Finished: If This Is A Man (Levi). Horrific, but matter-of-fact account of the Italian Jewish author's year spent at the Auschwitz III prison camp at Monowitz, which housed several thousand prisoners. Of the over six hundred Italian Jewish prisoners who were carted to the prison camp, only about a hundred of the healthiest men were chosen to be kept alive to work at the Buna factory at Monowitz. All the women, children, elderly and the rest of the men were put to immediate death. After eleven months of horror, when the Germans finally retreated due to the approaching Russians, only about twenty of the Italians were still alive. The author, Primo Levi, sick with scarlet fever, was left behind in the infirmary along with the other prisoners too sick to walk. The rest of the prisoners were taken by the Germans as they retreated...taken on the 12 mile death march, where most of them died. The horrors that the prisoners had to go through, from the sub-freezing conditions, to the starving conditions, to the constant fear of being sent to Birkenau (Auschwitz II, the extermination camp) on "selection" days, to the insufferable work conditions, to the basic stripping of humanity of each man, made me read the book with tears in my eyes and a catch in my stomach. I've never understood how the hatred of Hitler and his regime for other human beings could have occurred in a civilized world. Never. It's hard to believe my parents were alive and teenagers when all this was going on. Primo Levi described the feelings in a way I can't put into words as he wrote about being called into the office of one of the German doctors to be interviewed to possibly work in the chemistry lab at the prison camp. Levi is a Haftling (prisoner) known only by the number tattooed on his arm:

    Pannwitz is tall, thin, blond; he has eyes, hair and nose as all Germans ought to have them, and sits formidably behind a complicated writing table. I, Haftling 174517, stand in his office, which is a real office, shining, clean and ordered, and I feel that I would leave a dirty stain whatever I touched.

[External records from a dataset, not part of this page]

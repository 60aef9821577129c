use std::fmt;
use std::str::FromStr;

use sea_orm::entity::prelude::*;
use sea_orm::prelude::StringLen;
use serde::{Deserialize, Serialize};

/// One of the four answer letters.
#[derive(
    Clone,
    Copy,
    Debug,
    PartialEq,
    Eq,
    Hash,
    Serialize,
    Deserialize,
    DeriveActiveEnum,
    EnumIter,
    utoipa::ToSchema,
)]
#[sea_orm(rs_type = "String", db_type = "String(StringLen::N(1))")]
pub enum AnswerOption {
    #[sea_orm(string_value = "A")]
    A,
    #[sea_orm(string_value = "B")]
    B,
    #[sea_orm(string_value = "C")]
    C,
    #[sea_orm(string_value = "D")]
    D,
}

impl AnswerOption {
    pub fn as_str(&self) -> &'static str {
        match self {
            Self::A => "A",
            Self::B => "B",
            Self::C => "C",
            Self::D => "D",
        }
    }
}

impl fmt::Display for AnswerOption {
    fn fmt(&self, f: &mut fmt::Formatter<'_>) -> fmt::Result {
        f.write_str(self.as_str())
    }
}

impl FromStr for AnswerOption {
    type Err = String;

    fn from_str(s: &str) -> Result<Self, Self::Err> {
        match s.trim() {
            "A" | "a" => Ok(Self::A),
            "B" | "b" => Ok(Self::B),
            "C" | "c" => Ok(Self::C),
            "D" | "d" => Ok(Self::D),
            other => Err(format!("Invalid answer option: {other}")),
        }
    }
}

#[sea_orm::model]
#[derive(Clone, Debug, PartialEq, Eq, DeriveEntityModel, Serialize, Deserialize)]
#[sea_orm(table_name = "question")]
pub struct Model {
    #[sea_orm(primary_key)]
    pub id: i32,

    pub set_id: i32,
    #[sea_orm(belongs_to, from = "set_id", to = "id")]
    pub question_set: HasOne<super::question_set::Entity>,

    pub question_number: i32,
    pub section: Option<String>,

    #[sea_orm(column_type = "Text")]
    pub question_text: String,
    #[sea_orm(column_type = "Text")]
    pub option_a: String,
    #[sea_orm(column_type = "Text")]
    pub option_b: String,
    #[sea_orm(column_type = "Text")]
    pub option_c: String,
    #[sea_orm(column_type = "Text")]
    pub option_d: String,
    pub correct_answer: AnswerOption,
    #[sea_orm(column_type = "Text", nullable)]
    pub explanation: Option<String>,

    pub created_at: DateTimeUtc,
    pub updated_at: DateTimeUtc,
}

impl ActiveModelBehavior for ActiveModel {}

    When he finished writing, he raised his eyes and looked at me.
    From that day I have thought about Doktor Pannwitz many times and in many ways. I have asked myself how he really functioned as a man; how he filled his time, outside of the Polymerization and the Indo-Germanic conscience; above all when I was once more a free man, I wanted to meet him again, not from a spirit of revenge, but merely from a personal curiosity about the human soul.
    Because that look was not one between two men; and if I had known how completely to explain the nature of that look, which came as if across the glass window of an aquarium between two beings who live in different worlds, I would also have explained the essence of the great insanity of the third Germany.
    One felt in that moment, in an immediate manner, what we all thought and said of the Germans. The brain which governed those blue eyes and those manicured hands said: 'This something in front of me belongs to a species which it is obviously opportune to suppress. In this particular case, one has to first make sure that it does not contain some utilizable element.'

I will always be stunned by the atrocities of the persecution of innocent people by Hitler and his ilk, and by the horrific death camps that became the final physical resting place for so many people. If This Is A Man ends with the Russians coming into the near barren prison camp and Primo Levi knowing that he has at least survived to be free. Whether he will survive his illness and make it back home is addressed in his next book, The Truce. Obviously he makes it home and lives to write the books. But...it was a journey of nine months before he got home. I don't think I've got it in me to read that one yet, but I will eventually.